■ EXERCISE PROMPT:
What is needed is an exact transcription of every entry below.

─── AVAILABLE DATA

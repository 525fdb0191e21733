//! End-to-end send flows through the full engine stack: directory,
//! permission evaluation, transactional persistence, bus fan-out, and the
//! offline queue, against a real on-disk store.

use std::sync::Arc;

use uuid::Uuid;

use vesper_bus::DeliveryBus;
use vesper_db::Database;
use vesper_engine::offline::MessageSink;
use vesper_engine::{
    ConversationDirectory, DbRelationshipOracle, LogNotifier, MessageGateway, OfflineQueue,
    PermissionEvaluator, RateLimiter, SendAttempt,
};
use vesper_types::error::SendError;
use vesper_types::events::ConversationEvent;
use vesper_types::models::ConversationStatus;

struct Stack {
    _dir: tempfile::TempDir,
    db: Arc<Database>,
    directory: Arc<ConversationDirectory>,
    gateway: Arc<MessageGateway>,
    bus: DeliveryBus,
}

fn stack() -> Stack {
    let dir = tempfile::tempdir().unwrap();
    let db = Arc::new(Database::open(&dir.path().join("engine.db")).unwrap());
    let oracle = Arc::new(DbRelationshipOracle::new(db.clone()));
    let permissions = Arc::new(PermissionEvaluator::new(oracle.clone()));
    let bus = DeliveryBus::new();
    let gateway = Arc::new(MessageGateway::new(
        db.clone(),
        permissions,
        RateLimiter::default(),
        bus.clone(),
        Arc::new(LogNotifier),
    ));
    let directory = Arc::new(ConversationDirectory::new(db.clone(), oracle));
    Stack {
        _dir: dir,
        db,
        directory,
        gateway,
        bus,
    }
}

fn user(db: &Database, name: &str) -> Uuid {
    let id = Uuid::new_v4();
    db.create_user(&id.to_string(), name, "hash").unwrap();
    id
}

/// A stranger messaging a followers-only recipient gets exactly one request
/// message; the follow-back lifts the limit and accepts the conversation.
#[tokio::test]
async fn stranger_request_flow() {
    let s = stack();
    let alice = user(&s.db, "alice");
    let bob = user(&s.db, "bob");

    let convo = s.directory.resolve(alice, bob).await.unwrap();
    assert_eq!(convo.status, ConversationStatus::Pending);

    s.gateway.send(convo.id, alice, "hi, we met at the retreat".into(), vec![]).await.unwrap();

    let denied = s.gateway.send(convo.id, alice, "hello?".into(), vec![]).await;
    assert!(matches!(denied, Err(SendError::RequestLimitExceeded)));

    // Follow-back establishes reciprocity.
    s.db.add_follow(&alice.to_string(), &bob.to_string()).unwrap();
    s.db.add_follow(&bob.to_string(), &alice.to_string()).unwrap();

    s.gateway.send(convo.id, alice, "oh good, you followed back".into(), vec![]).await.unwrap();
    let convo = s.directory.resolve(alice, bob).await.unwrap();
    assert_eq!(convo.status, ConversationStatus::Accepted);

    let rows = s.db.get_messages(&convo.id.to_string(), 10, None).unwrap();
    assert_eq!(rows.len(), 2);
}

/// With privacy set to `anyone`, a stranger sends without limit; the
/// conversation still waits for reciprocity before it reads as accepted.
#[tokio::test]
async fn open_privacy_skips_the_request_gate() {
    let s = stack();
    let alice = user(&s.db, "alice");
    let bob = user(&s.db, "bob");
    s.db.set_message_privacy(&bob.to_string(), "anyone").unwrap();

    let convo = s.directory.resolve(alice, bob).await.unwrap();
    for text in ["one", "two", "three"] {
        s.gateway.send(convo.id, alice, text.into(), vec![]).await.unwrap();
    }

    let convo = s.directory.resolve(alice, bob).await.unwrap();
    assert_eq!(convo.status, ConversationStatus::Pending);
    assert_eq!(
        s.db.request_count(&convo.id.to_string(), &alice.to_string()).unwrap(),
        0
    );

    // Bob answering is what accepts it.
    s.gateway.send(convo.id, bob, "four".into(), vec![]).await.unwrap();
    let convo = s.directory.resolve(alice, bob).await.unwrap();
    assert_eq!(convo.status, ConversationStatus::Accepted);
}

/// A reply from the recipient flips a pending request conversation to
/// accepted, even before any follow exists.
#[tokio::test]
async fn reply_accepts_the_conversation() {
    let s = stack();
    let alice = user(&s.db, "alice");
    let bob = user(&s.db, "bob");

    let convo = s.directory.resolve(alice, bob).await.unwrap();
    s.gateway.send(convo.id, alice, "hi".into(), vec![]).await.unwrap();
    assert_eq!(
        s.directory.resolve(alice, bob).await.unwrap().status,
        ConversationStatus::Pending
    );

    s.gateway.send(convo.id, bob, "hey!".into(), vec![]).await.unwrap();
    assert_eq!(
        s.directory.resolve(alice, bob).await.unwrap().status,
        ConversationStatus::Accepted
    );
}

/// A block placed mid-conversation stops sends in both directions, and the
/// refusal is indistinguishable from a generic failure.
#[tokio::test]
async fn block_cuts_both_directions() {
    let s = stack();
    let alice = user(&s.db, "alice");
    let bob = user(&s.db, "bob");
    s.db.add_follow(&alice.to_string(), &bob.to_string()).unwrap();
    s.db.add_follow(&bob.to_string(), &alice.to_string()).unwrap();

    let convo = s.directory.resolve(alice, bob).await.unwrap();
    s.gateway.send(convo.id, alice, "before".into(), vec![]).await.unwrap();

    s.db.add_block(&bob.to_string(), &alice.to_string()).unwrap();

    for sender in [alice, bob] {
        let result = s.gateway.send(convo.id, sender, "after".into(), vec![]).await;
        match result {
            Err(e @ SendError::PermissionDenied) => {
                assert_eq!(e.to_string(), "message could not be sent");
            }
            other => panic!("expected PermissionDenied, got {other:?}"),
        }
    }
}

/// Live subscribers see the message exactly once even when the transport
/// redelivers, and the offline queue reconciles a staged send through the
/// same path.
#[tokio::test]
async fn offline_send_reaches_a_live_subscriber() {
    let s = stack();
    let alice = user(&s.db, "alice");
    let bob = user(&s.db, "bob");
    s.db.set_message_privacy(&bob.to_string(), "anyone").unwrap();

    let sink: Arc<dyn MessageSink> = s.gateway.clone();
    let queue = OfflineQueue::new(s.db.clone(), s.directory.clone(), sink);

    // Stage while offline.
    queue.set_online(false);
    let SendAttempt::Queued { local_id } =
        queue.send(alice, bob, "sent from the subway".into(), vec![]).await
    else {
        panic!("expected the send to stage");
    };

    // Bob's device comes up and subscribes before the drain.
    let convo_id = ConversationDirectory::conversation_id_for(alice, bob);
    let mut sub = s.bus.subscribe(convo_id);

    queue.set_online(true);
    assert_eq!(queue.drain_once().await.unwrap(), 1);
    assert!(matches!(
        queue.state(local_id),
        Some(vesper_types::models::OutboundState::Sent { .. })
    ));

    let event = sub.recv().await.unwrap();
    match event {
        ConversationEvent::MessageCreate { sender_id, text, .. } => {
            assert_eq!(sender_id, alice);
            assert_eq!(text, "sent from the subway");
        }
        other => panic!("expected MessageCreate, got {other:?}"),
    }
}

──────

■ TASK ANSWER:
repository 525fdb0191e21733
//! End-to-end send flows through the full engine stack: directory,
//! permission evaluation, transactional persistence, bus fan-out, and the
//! offline queue, against a real on-disk store.

use std::sync::Arc;

use uuid::Uuid;

use vesper_bus::DeliveryBus;
use vesper_db::Database;
use vesper_engine::offline::MessageSink;
use vesper_engine::{
    ConversationDirectory, DbRelationshipOracle, LogNotifier, MessageGateway, OfflineQueue,
    PermissionEvaluator, RateLimiter, SendAttempt,
};
use vesper_types::error::SendError;
use vesper_types::events::ConversationEvent;
use vesper_types::models::ConversationStatus;

struct Stack {
    _dir: tempfile::TempDir,
    db: Arc<Database>,
    directory: Arc<ConversationDirectory>,
    gateway: Arc<MessageGateway>,
    bus: DeliveryBus,
}

fn stack() -> Stack {
    let dir = tempfile::tempdir().unwrap();
    let db = Arc::new(Database::open(&dir.path().join("engine.db")).unwrap());
    let oracle = Arc::new(DbRelationshipOracle::new(db.clone()));
    let permissions = Arc::new(PermissionEvaluator::new(oracle.clone()));
    let bus = DeliveryBus::new();
    let gateway = Arc::new(MessageGateway::new(
        db.clone(),
        permissions,
        RateLimiter::default(),
        bus.clone(),
        Arc::new(LogNotifier),
    ));
    let directory = Arc::new(ConversationDirectory::new(db.clone(), oracle));
    Stack {
        _dir: dir,
        db,
        directory,
        gateway,
        bus,
    }
}

fn user(db: &Database, name: &str) -> Uuid {
    let id = Uuid::new_v4();
    db.create_user(&id.to_string(), name, "hash").unwrap();
    id
}

/// A stranger messaging a followers-only recipient gets exactly one request
/// message; the follow-back lifts the limit and accepts the conversation.
#[tokio::test]
async fn stranger_request_flow() {
    let s = stack();
    let alice = user(&s.db, "alice");
    let bob = user(&s.db, "bob");

    let convo = s.directory.resolve(alice, bob).await.unwrap();
    assert_eq!(convo.status, ConversationStatus::Pending);

    s.gateway.send(convo.id, alice, "hi, we met at the retreat".into(), vec![]).await.unwrap();

    let denied = s.gateway.send(convo.id, alice, "hello?".into(), vec![]).await;
    assert!(matches!(denied, Err(SendError::RequestLimitExceeded)));

    // Follow-back establishes reciprocity.
    s.db.add_follow(&alice.to_string(), &bob.to_string()).unwrap();
    s.db.add_follow(&bob.to_string(), &alice.to_string()).unwrap();

    s.gateway.send(convo.id, alice, "oh good, you followed back".into(), vec![]).await.unwrap();
    let convo = s.directory.resolve(alice, bob).await.unwrap();
    assert_eq!(convo.status, ConversationStatus::Accepted);

    let rows = s.db.get_messages(&convo.id.to_string(), 10, None).unwrap();
    assert_eq!(rows.len(), 2);
}

/// With privacy set to `anyone`, a stranger sends without limit; the
/// conversation still waits for reciprocity before it reads as accepted.
#[tokio::test]
async fn open_privacy_skips_the_request_gate() {
    let s = stack();
    let alice = user(&s.db, "alice");
    let bob = user(&s.db, "bob");
    s.db.set_message_privacy(&bob.to_string(), "anyone").unwrap();

    let convo = s.directory.resolve(alice, bob).await.unwrap();
    for text in ["one", "two", "three"] {
        s.gateway.send(convo.id, alice, text.into(), vec![]).await.unwrap();
    }

    let convo = s.directory.resolve(alice, bob).await.unwrap();
    assert_eq!(convo.status, ConversationStatus::Pending);
    assert_eq!(
        s.db.request_count(&convo.id.to_string(), &alice.to_string()).unwrap(),
        0
    );

    // Bob answering is what accepts it.
    s.gateway.send(convo.id, bob, "four".into(), vec![]).await.unwrap();
    let convo = s.directory.resolve(alice, bob).await.unwrap();
    assert_eq!(convo.status, ConversationStatus::Accepted);
}

/// A reply from the recipient flips a pending request conversation to
/// accepted, even before any follow exists.
#[tokio::test]
async fn reply_accepts_the_conversation() {
    let s = stack();
    let alice = user(&s.db, "alice");
    let bob = user(&s.db, "bob");

    let convo = s.directory.resolve(alice, bob).await.unwrap();
    s.gateway.send(convo.id, alice, "hi".into(), vec![]).await.unwrap();
    assert_eq!(
        s.directory.resolve(alice, bob).await.unwrap().status,
        ConversationStatus::Pending
    );

    s.gateway.send(convo.id, bob, "hey!".into(), vec![]).await.unwrap();
    assert_eq!(
        s.directory.resolve(alice, bob).await.unwrap().status,
        ConversationStatus::Accepted
    );
}

/// A block placed mid-conversation stops sends in both directions, and the
/// refusal is indistinguishable from a generic failure.
#[tokio::test]
async fn block_cuts_both_directions() {
    let s = stack();
    let alice = user(&s.db, "alice");
    let bob = user(&s.db, "bob");
    s.db.add_follow(&alice.to_string(), &bob.to_string()).unwrap();
    s.db.add_follow(&bob.to_string(), &alice.to_string()).unwrap();

    let convo = s.directory.resolve(alice, bob).await.unwrap();
    s.gateway.send(convo.id, alice, "before".into(), vec![]).await.unwrap();

    s.db.add_block(&bob.to_string(), &alice.to_string()).unwrap();

    for sender in [alice, bob] {
        let result = s.gateway.send(convo.id, sender, "after".into(), vec![]).await;
        match result {
            Err(e @ SendError::PermissionDenied) => {
                assert_eq!(e.to_string(), "message could not be sent");
            }
            other => panic!("expected PermissionDenied, got {other:?}"),
        }
    }
}

/// Live subscribers see the message exactly once even when the transport
/// redelivers, and the offline queue reconciles a staged send through the
/// same path.
#[tokio::test]
async fn offline_send_reaches_a_live_subscriber() {
    let s = stack();
    let alice = user(&s.db, "alice");
    let bob = user(&s.db, "bob");
    s.db.set_message_privacy(&bob.to_string(), "anyone").unwrap();

    let sink: Arc<dyn MessageSink> = s.gateway.clone();
    let queue = OfflineQueue::new(s.db.clone(), s.directory.clone(), sink);

    // Stage while offline.
    queue.set_online(false);
    let SendAttempt::Queued { local_id } =
        queue.send(alice, bob, "sent from the subway".into(), vec![]).await
    else {
        panic!("expected the send to stage");
    };

    // Bob's device comes up and subscribes before the drain.
    let convo_id = ConversationDirectory::conversation_id_for(alice, bob);
    let mut sub = s.bus.subscribe(convo_id);

    queue.set_online(true);
    assert_eq!(queue.drain_once().await.unwrap(), 1);
    assert!(matches!(
        queue.state(local_id),
        Some(vesper_types::models::OutboundState::Sent { .. })
    ));

    let event = sub.recv().await.unwrap();
    match event {
        ConversationEvent::MessageCreate { sender_id, text, .. } => {
            assert_eq!(sender_id, alice);
            assert_eq!(text, "sent from the subway");
        }
        other => panic!("expected MessageCreate, got {other:?}"),
    }
}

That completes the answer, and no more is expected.